Data Quality in the Age of Big Data
Traditional data quality best practices and tool functions still apply to big data, but success depends on making the right adjustments and optimizations.
Whether data is big or small, old or new, traditional or modern, on premises or in the cloud, the need for data quality doesn’t change. Data professionals under pressure to get business value from big data and other new data assets can leverage existing skills, teams, and tools to ensure quality for big data. Even so, just because you can leverage existing techniques doesn’t mean that’s all you should do. We must adapt existing techniques to the requirements of the current times.
Data professionals must protect the quality of traditional enterprise data as they adjust, optimize, and extend data quality and related data management best practices to fit the business and technical requirements of big data and similar modern data sets. Unless an organization does both, it may fail to deliver the kind of trusted analytics, operational reporting, self-service functionality, business monitoring, and governance that are expected of all data assets.
Adjustments and Optimizations Make Data Quality Tasks Relevant to Big Data
The good news is that organizations can apply current data quality and other data management competencies to big data. The slightly bad news is that organizations need to understand and make certain adjustments and optimizations. Luckily, familiar data quality tasks and tool functions are highly relevant to big data and other valuable new data assets — from Web applications, social media, the digital supply chain, SaaS apps, and the Internet of Things — as seen in the following examples.
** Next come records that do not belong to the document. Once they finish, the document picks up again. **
//! Webhook delivery: the submission as one JSON document POSTed to the workflow endpoint.
//!
//! ```json
//! {
//!   "nom": "Dupont",
//!   "immatriculation": "AB-123-CD",
//!   "submittedAt": "2024-03-05T09:41:07.512Z",
//!   "files": [
//!     { "field": "degat_1", "name": "avant.jpg", "contentType": "image/jpeg", "dataBase64": "/9j/4AAQ..." }
//!   ]
//! }
//! ```
//!
//! Text fields sit at the top level next to `submittedAt` and `files`; a form field with either
//! of those names is overwritten by the relay's own value.

use base64::{Engine, engine::general_purpose::STANDARD};
use chrono::{DateTime, SecondsFormat, Utc};
use serde::Serialize;
use serde_json::{Map, Value};
use url::Url;

use crate::errors::{Error, Result};
use crate::submission::{Attachment, Submission};

/// One file of the JSON payload, content inlined as base64.
#[derive(Debug, Clone, Serialize, PartialEq, Eq)]
#[serde(rename_all = "camelCase")]
pub struct FileEntry {
    pub field: String,
    pub name: String,
    pub content_type: String,
    pub data_base64: String,
}

impl From<Attachment> for FileEntry {
    fn from(attachment: Attachment) -> Self {
        Self {
            data_base64: STANDARD.encode(&attachment.content),
            field: attachment.field,
            name: attachment.filename,
            content_type: attachment.content_type,
        }
    }
}

/// Builds the JSON document sent to the webhook.
pub fn build_payload(submission: Submission, submitted_at: DateTime<Utc>) -> Result<Value> {
    let mut payload: Map<String, Value> = submission.fields.into_iter().map(|(k, v)| (k, Value::String(v))).collect();

    let files: Vec<FileEntry> = submission.files.into_iter().map(FileEntry::from).collect();
    let files = serde_json::to_value(files).map_err(|e| Error::Internal {
        operation: format!("serialize file list: {e}"),
    })?;

    payload.insert(
        "submittedAt".to_string(),
        Value::String(submitted_at.to_rfc3339_opts(SecondsFormat::Millis, true)),
    );
    payload.insert("files".to_string(), files);

    Ok(Value::Object(payload))
}

/// POSTs the payload. A non-2xx answer becomes [`Error::Upstream`] carrying the webhook's
/// status and body unchanged.
#[tracing::instrument(skip_all, fields(host = url.host_str().unwrap_or("")))]
pub async fn send(client: &reqwest::Client, url: &Url, payload: &Value) -> Result<()> {
    let response = client
        .post(url.clone())
        .json(payload)
        .send()
        .await
        .map_err(|e| Error::Internal {
            operation: format!("reach webhook: {e}"),
        })?;

    let status = response.status();
    let body = response.text().await.unwrap_or_default();

    if !status.is_success() {
        tracing::warn!(status = %status, body_len = body.len(), "Webhook returned non-success status");
        return Err(Error::Upstream { status, body });
    }

    tracing::debug!(status = %status, "Webhook accepted submission");
    Ok(())
}

#[cfg(test)]
mod tests {
    use super::*;
    use crate::test_utils::{submission_with, test_http_client};
    use chrono::TimeZone;
    use wiremock::matchers::{header, method, path};
    use wiremock::{Mock, MockServer, ResponseTemplate};

    fn photo(field: &str, content: &[u8]) -> Attachment {
        Attachment {
            field: field.to_string(),
            filename: format!("{field}.jpg"),
            content_type: "image/jpeg".to_string(),
            content: content.to_vec(),
        }
    }

    #[test]
    fn test_payload_shape() {
        let submission = submission_with(
            &[("nom", "Dupont"), ("immatriculation", "AB-123-CD")],
            vec![photo("degat_1", b"hello")],
        );
        let submitted_at = Utc.with_ymd_and_hms(2024, 3, 5, 9, 41, 7).unwrap();

        let payload = build_payload(submission, submitted_at).unwrap();

        assert_eq!(payload["nom"], "Dupont");
        assert_eq!(payload["immatriculation"], "AB-123-CD");
        assert_eq!(payload["submittedAt"], "2024-03-05T09:41:07.000Z");
        assert_eq!(
            payload["files"],
            serde_json::json!([{
                "field": "degat_1",
                "name": "degat_1.jpg",
                "contentType": "image/jpeg",
                "dataBase64": "aGVsbG8="
            }])
        );
    }

    #[test]
    fn test_relay_keys_override_form_fields() {
        let submission = submission_with(&[("files", "spoofed"), ("submittedAt", "yesterday")], vec![]);
        let submitted_at = Utc.with_ymd_and_hms(2024, 3, 5, 0, 0, 0).unwrap();

        let payload = build_payload(submission, submitted_at).unwrap();

        assert_eq!(payload["files"], serde_json::json!([]));
        assert_eq!(payload["submittedAt"], "2024-03-05T00:00:00.000Z");
    }

    #[test]
    fn test_fields_keep_arrival_order() {
        let submission = submission_with(
            &[("nom", "Dupont"), ("adresse", "1 rue de Paris"), ("date", "2024-03-05")],
            vec![],
        );

        let payload = build_payload(submission, Utc::now()).unwrap();

        let keys: Vec<&str> = payload.as_object().unwrap().keys().map(String::as_str).collect();
        assert_eq!(keys, vec!["nom", "adresse", "date", "submittedAt", "files"]);
    }

    #[tokio::test]
    async fn test_send_posts_json() {
        let server = MockServer::start().await;
        Mock::given(method("POST"))
            .and(path("/flow"))
            .and(header("content-type", "application/json"))
            .respond_with(ResponseTemplate::new(202))
            .expect(1)
            .mount(&server)
            .await;

        let url = Url::parse(&format!("{}/flow", server.uri())).unwrap();
        let client = test_http_client();

        send(&client, &url, &serde_json::json!({"nom": "Dupont"})).await.unwrap();
    }

    #[tokio::test]
    async fn test_send_passes_failure_through() {
        let server = MockServer::start().await;
        Mock::given(method("POST"))
            .respond_with(ResponseTemplate::new(400).set_body_string("Flow schema mismatch"))
            .mount(&server)
            .await;

        let url = Url::parse(&server.uri()).unwrap();
        let client = test_http_client();

        match send(&client, &url, &serde_json::json!({})).await {
            Err(Error::Upstream { status, body }) => {
                assert_eq!(status.as_u16(), 400);
                assert_eq!(body, "Flow schema mismatch");
            }
            other => panic!("expected upstream error, got {other:?}"),
        }
    }
}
Standardization. A wide range of users expect to explore and work with big data, often in a self-service fashion that depends on SQL-based tools. Data quality’s standardization makes big data more conducive to ad hoc browsing, visualizing, and querying.
Deduplication. Big data platforms invariably end up with the same data loaded multiple times. This skews analytics outcomes, makes metric calculations inaccurate, and wreaks havoc with operational processes. Data quality’s multiple approaches to matching and deduplication can remediate data redundancy.
Matching. Links between data sets can be hard to spot, especially when the data comes from a variety of source systems, both traditional and modern. Data quality’s data matching capabilities help validate diverse data and identify dependencies among data sets.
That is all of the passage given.